A: containerized mainly consider two points: a solution to the massive data calculation of the resource orchestration, the future will also be based on CaaS Cloud services, two research and development system of agile and standardization issues. We are considering elastic scaling based on computational needs, and containerized is a boost.
Q: Why Elasticsearch, and not choose SOLR?

A: Under the index, ES performance will be better, and it is natively distributed support, installation configuration is simple.
Q: What is the reason why the code is not packaged into the image?

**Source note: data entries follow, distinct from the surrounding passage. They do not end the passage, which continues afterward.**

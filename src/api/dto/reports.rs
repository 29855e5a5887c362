//! Report page DTOs: jobs, customers, technicians, installs, memberships and analytics.

use serde::Serialize;
use utoipa::ToSchema;

use crate::models::{
    Customer, CustomerType, JobPriority, JobStatus, JobType, LeadSource, Membership,
    MembershipStatus, MembershipTier,
};
use crate::repositories::{JobDetails, TechnicianCompleted};
use crate::services::{
    AnalyticsReport, CustomersReport, InstallsReport, JobsReport, MembershipsReport,
    TechnicianLoad, TechniciansReport,
};
use crate::views::Tone;
use crate::views::format::{money, money_opt, short_date, time_window};
use crate::views::reports::MonthRevenue;
use crate::views::styles::{
    job_priority_tone, job_status_tone, membership_status_tone, tier_tone,
};

/// One row of a job table.
#[derive(Debug, Clone, Serialize, ToSchema)]
#[serde(rename_all = "camelCase")]
pub struct JobRow {
    pub id: i32,
    pub job_number: String,
    pub title: String,
    pub customer_name: String,
    pub address: String,
    #[serde(skip_serializing_if = "Option::is_none")]
    pub technician: Option<String>,
    pub job_type: JobType,
    pub job_type_label: &'static str,
    pub priority: JobPriority,
    pub priority_tone: Tone,
    pub status: JobStatus,
    pub status_label: &'static str,
    pub status_tone: Tone,
    #[serde(skip_serializing_if = "Option::is_none")]
    pub scheduled_date: Option<String>,
    #[serde(skip_serializing_if = "Option::is_none")]
    pub time_window: Option<String>,
    #[serde(skip_serializing_if = "Option::is_none")]
    pub estimated_cost: Option<f64>,
}

impl From<&JobDetails> for JobRow {
    fn from(details: &JobDetails) -> Self {
        let job = &details.job;
        Self {
            id: job.id,
            job_number: job.job_number.clone(),
            title: job.title.clone(),
            customer_name: details.customer.display_name(),
            address: details.property.one_line(),
            technician: details.technician.as_ref().map(|t| t.name.clone()),
            job_type: job.job_type,
            job_type_label: job.job_type.label(),
            priority: job.priority,
            priority_tone: job_priority_tone(job.priority),
            status: job.status,
            status_label: job.status.label(),
            status_tone: job_status_tone(job.status),
            scheduled_date: job.scheduled_date.map(|d| short_date(d.to_jiff())),
            time_window: time_window(
                job.scheduled_start.map(|t| t.to_jiff()),
                job.scheduled_end.map(|t| t.to_jiff()),
            ),
            estimated_cost: money_opt(job.estimated_cost.as_ref()),
        }
    }
}

pub fn job_rows(details: &[JobDetails]) -> Vec<JobRow> {
    details.iter().map(JobRow::from).collect()
}

#[derive(Debug, Clone, Serialize, ToSchema)]
#[serde(rename_all = "camelCase")]
pub struct StatusTally {
    pub status: JobStatus,
    pub label: &'static str,
    pub tone: Tone,
    pub count: i64,
}

#[derive(Debug, Clone, Serialize, ToSchema)]
#[serde(rename_all = "camelCase")]
pub struct JobsPageResponse {
    pub total_jobs: i64,
    /// One entry per status, zero counts included
    pub status_tallies: Vec<StatusTally>,
    pub jobs: Vec<JobRow>,
}

impl From<JobsReport> for JobsPageResponse {
    fn from(report: JobsReport) -> Self {
        Self {
            total_jobs: report.status_tallies.iter().map(|(_, n)| n).sum(),
            status_tallies: report
                .status_tallies
                .into_iter()
                .map(|(status, count)| StatusTally {
                    status,
                    label: status.label(),
                    tone: job_status_tone(status),
                    count,
                })
                .collect(),
            jobs: job_rows(&report.recent),
        }
    }
}

#[derive(Debug, Clone, Serialize, ToSchema)]
#[serde(rename_all = "camelCase")]
pub struct CustomerRow {
    pub id: i32,
    pub name: String,
    #[serde(skip_serializing_if = "Option::is_none")]
    pub company_name: Option<String>,
    #[serde(skip_serializing_if = "Option::is_none")]
    pub email: Option<String>,
    pub phone: String,
    pub customer_type: CustomerType,
    /// RFC 3339
    pub created_at: String,
}

impl From<&Customer> for CustomerRow {
    fn from(customer: &Customer) -> Self {
        Self {
            id: customer.id,
            name: format!("{} {}", customer.first_name, customer.last_name),
            company_name: customer.company_name.clone(),
            email: customer.email.clone(),
            phone: customer.phone.clone(),
            customer_type: customer.customer_type,
            created_at: customer.created_at.to_jiff().to_string(),
        }
    }
}

#[derive(Debug, Clone, Serialize, ToSchema)]
#[serde(rename_all = "camelCase")]
pub struct CustomersPageResponse {
    pub total: i64,
    pub residential: i64,
    pub commercial: i64,
    /// Customers holding an active membership
    pub members: i64,
    pub new_this_month: i64,
    pub customers: Vec<CustomerRow>,
}

impl From<CustomersReport> for CustomersPageResponse {
    fn from(report: CustomersReport) -> Self {
        let counts = report.counts;
        Self {
            total: counts.total,
            residential: counts.residential,
            commercial: counts.commercial,
            members: counts.members,
            new_this_month: counts.new_since,
            customers: report.recent.iter().map(CustomerRow::from).collect(),
        }
    }
}

#[derive(Debug, Clone, Serialize, ToSchema)]
#[serde(rename_all = "camelCase")]
pub struct TechnicianRow {
    pub id: i32,
    pub name: String,
    #[serde(skip_serializing_if = "Option::is_none")]
    pub phone: Option<String>,
    #[serde(skip_serializing_if = "Option::is_none")]
    pub truck_id: Option<String>,
    pub is_available: bool,
    pub skills: Vec<String>,
    pub completed_jobs: i64,
    pub active_jobs: i64,
}

impl From<TechnicianLoad> for TechnicianRow {
    fn from(load: TechnicianLoad) -> Self {
        let tech = load.technician;
        Self {
            id: tech.id,
            name: tech.name,
            phone: tech.phone,
            truck_id: tech.truck_id,
            is_available: tech.is_available,
            skills: tech.skills,
            completed_jobs: load.completed,
            active_jobs: load.active,
        }
    }
}

#[derive(Debug, Clone, Serialize, ToSchema)]
#[serde(rename_all = "camelCase")]
pub struct TechniciansPageResponse {
    pub total: i64,
    pub available: i64,
    pub technicians: Vec<TechnicianRow>,
}

impl From<TechniciansReport> for TechniciansPageResponse {
    fn from(report: TechniciansReport) -> Self {
        Self {
            total: report.total,
            available: report.available,
            technicians: report.roster.into_iter().map(TechnicianRow::from).collect(),
        }
    }
}

#[derive(Debug, Clone, Serialize, ToSchema)]
#[serde(rename_all = "camelCase")]
pub struct InstallsPageResponse {
    pub total: i64,
    /// Open installs dated today or later
    pub upcoming: i64,
    pub completed_this_month: i64,
    /// Estimated value of every completed install
    pub completed_revenue: f64,
    pub installs: Vec<JobRow>,
}

impl From<InstallsReport> for InstallsPageResponse {
    fn from(report: InstallsReport) -> Self {
        let totals = report.totals;
        Self {
            total: totals.total,
            upcoming: totals.upcoming,
            completed_this_month: totals.completed_since,
            completed_revenue: money(&totals.completed_value),
            installs: job_rows(&report.recent),
        }
    }
}

#[derive(Debug, Clone, Serialize, ToSchema)]
#[serde(rename_all = "camelCase")]
pub struct TierTally {
    pub tier: MembershipTier,
    pub tone: Tone,
    pub count: i64,
}

#[derive(Debug, Clone, Serialize, ToSchema)]
#[serde(rename_all = "camelCase")]
pub struct MembershipRow {
    pub id: i32,
    pub customer_id: i32,
    pub customer_name: String,
    pub tier: MembershipTier,
    pub tier_tone: Tone,
    pub status: MembershipStatus,
    pub status_tone: Tone,
    pub monthly_price: f64,
    /// YYYY-MM-DD
    pub start_date: String,
    pub end_date: String,
    pub auto_renew: bool,
}

impl From<(Membership, Customer)> for MembershipRow {
    fn from((membership, customer): (Membership, Customer)) -> Self {
        Self {
            id: membership.id,
            customer_id: customer.id,
            customer_name: customer.display_name(),
            tier: membership.tier,
            tier_tone: tier_tone(membership.tier),
            status: membership.status,
            status_tone: membership_status_tone(membership.status),
            monthly_price: money(&membership.monthly_price),
            start_date: membership.start_date.to_jiff().to_string(),
            end_date: membership.end_date.to_jiff().to_string(),
            auto_renew: membership.auto_renew,
        }
    }
}

#[derive(Debug, Clone, Serialize, ToSchema)]
#[serde(rename_all = "camelCase")]
pub struct MembershipsPageResponse {
    pub active: i64,
    /// Active memberships per tier
    pub by_tier: Vec<TierTally>,
    /// Non-expired share of all memberships, percent
    pub renewal_rate: f64,
    pub monthly_recurring: f64,
    pub memberships: Vec<MembershipRow>,
}

impl From<MembershipsReport> for MembershipsPageResponse {
    fn from(report: MembershipsReport) -> Self {
        Self {
            active: report.active,
            by_tier: report
                .by_tier
                .into_iter()
                .map(|(tier, count)| TierTally {
                    tier,
                    tone: tier_tone(tier),
                    count,
                })
                .collect(),
            renewal_rate: report.renewal_rate,
            monthly_recurring: money(&report.monthly_recurring),
            memberships: report.recent.into_iter().map(MembershipRow::from).collect(),
        }
    }
}

#[derive(Debug, Clone, Serialize, ToSchema)]
#[serde(rename_all = "camelCase")]
pub struct TypeTally {
    pub job_type: JobType,
    pub label: &'static str,
    pub count: i64,
}

#[derive(Debug, Clone, Serialize, ToSchema)]
#[serde(rename_all = "camelCase")]
pub struct SourceTally {
    pub source: LeadSource,
    pub label: &'static str,
    pub count: i64,
}

#[derive(Debug, Clone, Serialize, ToSchema)]
#[serde(rename_all = "camelCase")]
pub struct TopTechnician {
    pub technician_id: i32,
    pub name: String,
    pub completed: i64,
}

impl From<TechnicianCompleted> for TopTechnician {
    fn from(row: TechnicianCompleted) -> Self {
        Self {
            technician_id: row.technician_id,
            name: row.name,
            completed: row.completed,
        }
    }
}

#[derive(Debug, Clone, Serialize, ToSchema)]
#[serde(rename_all = "camelCase")]
pub struct AnalyticsResponse {
    /// Trailing six months, oldest first
    pub revenue_by_month: Vec<MonthRevenue>,
    pub jobs_by_type: Vec<TypeTally>,
    pub leads_by_source: Vec<SourceTally>,
    pub conversion_rate: f64,
    pub avg_ticket: f64,
    pub top_technicians: Vec<TopTechnician>,
}

impl From<AnalyticsReport> for AnalyticsResponse {
    fn from(report: AnalyticsReport) -> Self {
        Self {
            revenue_by_month: report.revenue_by_month,
            jobs_by_type: report
                .jobs_by_type
                .into_iter()
                .map(|(job_type, count)| TypeTally {
                    job_type,
                    label: job_type.label(),
                    count,
                })
                .collect(),
            leads_by_source: report
                .leads_by_source
                .into_iter()
                .map(|(source, count)| SourceTally {
                    source,
                    label: source.label(),
                    count,
                })
                .collect(),
            conversion_rate: report.conversion_rate,
            avg_ticket: money(&report.avg_ticket),
            top_technicians: report
                .top_technicians
                .into_iter()
                .map(TopTechnician::from)
                .collect(),
        }
    }
}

A: This makes the deployment run more flexible and I can put the code locally or upload it to an instance. Code submissions are relatively frequent, and the execution environment changes little, and only partial deployments that replace transformations are faster. The main purpose is to adapt to the current deployment mode.
Q: How does a crawler container dispatch, distributed?

A: It is distributed, this is run on a timed schedule, rancher provides the crontab, and the crawler provides the execution portal.
Q:hbase PRIMARY Key design still does not solve hot issues?

A: It is not completely solved, and a better rowkey design method is not found based on time series; divide him into 24 small sections, add time, separate for each paragraph, it is sorted by time, also is a kind of compromise.
The above content is organized according to the December 13, 2016 night group sharing content. Share people Gao Yan, employed in HNA Ecological Technology Research Institute, as a big data development engineer, engaged in big data platform application development year, responsible for big data platform technology selection, architecture design and code development work。 Dockone Weekly will organize the technology to share, welcome interested students add: Liyingjiesz, into group participation, you want to listen to the topic or want to share the topic can give us a message.
Related Article

Contact Us

The content source of this page is from Internet, which doesn't represent Alibaba Cloud's opinion; products and services mentioned on that page don't have any relationship with Alibaba Cloud. If the content of the page makes you feel confusing, please write us an email, we will handle the problem within 5 days after receiving your email.

If you find any instances of plagiarism from the community, please send an email to: info-contact@alibabacloud.com and provide relevant evidence. A staff member will contact you within 5 working days.

A Free Trial That Lets You Build Big!

Start building with 50+ products and up to 12 months usage for Elastic Compute Service

  • Sales Support

    1 on 1 presale consultation

  • After-Sales Support

    24/7 Technical Support 6 Free Tickets per Quarter Faster Response

  • Alibaba Cloud offers highly flexible support services tailored to meet your exact needs.